After several minutes of walking around like you described, a clerk came over to me and said, “Honey, are you ok? I can call an ambulance for you.” I said, “Oh, I’m just in labor. The hospital wants me back at 10:30.” She looked at me like I was nuts.

HA! I thought I was the only one! :smiley:

I just roll my eyes when I hear stories about women and their 20 hours of labor, their 36 hours of labor, their 40 hours of labor - pshawwww. . . yeah, spent in a comfy hospital bed!!!

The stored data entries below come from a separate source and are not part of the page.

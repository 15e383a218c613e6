//! 用量模型
//!
//! 用量在資料庫中以字串保存：可能是小數（允許逗號作為小數點），
//! 也可能是任意文字備註（例如「適量」）。是否可計算由解析結果決定，不另外保存旗標。

use rust_decimal::prelude::ToPrimitive;
use rust_decimal::Decimal;
use serde::{Deserialize, Serialize};
use std::fmt;

/// 解析用量字串
///
/// 去除前後空白、將逗號替換為小數點後以 f64 解析。
/// 空字串、非數字或非有限值（NaN、inf）回傳 `None`，這是分類結果而非錯誤。
pub fn parse_quantity(s: &str) -> Option<f64> {
    let cleaned = s.trim().replace(',', ".");
    if cleaned.is_empty() {
        return None;
    }
    cleaned.parse::<f64>().ok().filter(|v| v.is_finite())
}

/// 檢查用量是否可計算
pub fn is_calculable(s: &str) -> bool {
    parse_quantity(s).is_some()
}

/// 格式化用量：整數不帶小數部分，其餘固定兩位小數
pub fn format_quantity(value: f64) -> String {
    if value.fract() == 0.0 && value.abs() < i64::MAX as f64 {
        format!("{}", value as i64)
    } else {
        format!("{:.2}", value)
    }
}

/// 用量（數值或文字）
#[derive(Debug, Clone, PartialEq, Serialize, Deserialize)]
#[serde(tag = "kind", content = "value", rename_all = "snake_case")]
pub enum Quantity {
    /// 可計算的數值
    Numeric(f64),
    /// 文字備註
    Text(String),
}

impl Quantity {
    /// 由使用者輸入建立用量，空白輸入視為未設定
    pub fn from_input(s: &str) -> Option<Self> {
        let trimmed = s.trim();
        if trimmed.is_empty() {
            return None;
        }
        Some(match parse_quantity(trimmed) {
            Some(value) => Quantity::Numeric(value),
            None => Quantity::Text(trimmed.to_string()),
        })
    }

    /// 由資料庫原生 NUMERIC 值建立用量
    pub fn from_decimal(value: Decimal) -> Option<Self> {
        value
            .to_f64()
            .filter(|v| v.is_finite())
            .map(Quantity::Numeric)
    }

    /// 數值（文字用量回傳 `None`）
    pub fn value(&self) -> Option<f64> {
        match self {
            Quantity::Numeric(value) => Some(*value),
            Quantity::Text(_) => None,
        }
    }

    /// 是否可計算
    pub fn is_calculable(&self) -> bool {
        matches!(self, Quantity::Numeric(_))
    }
}

impl fmt::Display for Quantity {
    fn fmt(&self, f: &mut fmt::Formatter<'_>) -> fmt::Result {
        match self {
            Quantity::Numeric(value) => write!(f, "{}", format_quantity(*value)),
            Quantity::Text(text) => write!(f, "{}", text),
        }
    }
}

I spent 22 hours of my labor riding the mall escalator and watching my two year old throw temper-tantrums.

Wimps. :wink:

“Bend over in pain.
Look at shower curtains.”

So the female shopping instinct overrides the female maternal instinct? Faaaaascinating…

I agree with Vinnie. We have no Stork Parking or People with Children Parking here, and if we did, I would not plan on observing them. I obey Handicapped signs, because handicapped people had no say in becoming or being born handicapped. Pregnant people and people with children made that choice for themselves. I don’t consider people martyrs for having children; maybe they shouldn’t be painting themselves with that brush, either.

Featherlou - you are, in this matter, an asshole.

The property owners have every right in the world to designate parking spaces for pregnant women, in much the same way they designate handicapped spaces, a point manhattan has been making for some time, and which has evidently fallen upon blind eyes.

The issue of whether or not they invited their condition is irrelevant, nor are they martyrs. To focus on them is error. The focus properly belongs on the parking lot owner, who invites all customers to use most of the parking spaces, but only a few types of customers to use some of the spaces. If you wish to decline his invitation - as is your right - then you should do so by taking your business elsewhere.

  • Rick

:rolleyes:

Yeah, and I was doing laundry after I actually knew I was in labor with totnak (and knew it wasn’t false labor). Guess that proves that the female laundry-doing instinct overrides the female maternal instinct, huh?

Believe it or not, there’s no reason for the average woman to run to the hospital at the first twinge of labor.

Unless that woman lives in a TV sitcom. :wink:
I can’t believe this thing has gone on for two pages now.
By providing those Stork spaces, the property owners are just trying to be nice. It’s called common courtesy! I’m wondering if the posters who said they would park in a Stork spot anyway (w/o being pregnant) ever hold the door for the person behind them, or give up a bus seat for an elderly person, or say “Sorry” when they get a wrong phone number, or say “Excuse me” when squeezing past someone…
:rolleyes:

Handicapped spots are not only for those born with disabilities. It’s for all handicapped people whether they were born with it or are now disabled due to a choice they made to engage in a risky activity. Should we not allow certain classes of handicapped to park in those spots? Should the guy crippled in a skydiving accident not get a spot? The old woman with brittle bones who chose to ignore her doctor’s suggestion to take more calcium?

I also want to reiterate what manhattan and Bricker have said: It’s private property. If you don’t like the rules go somewhere else.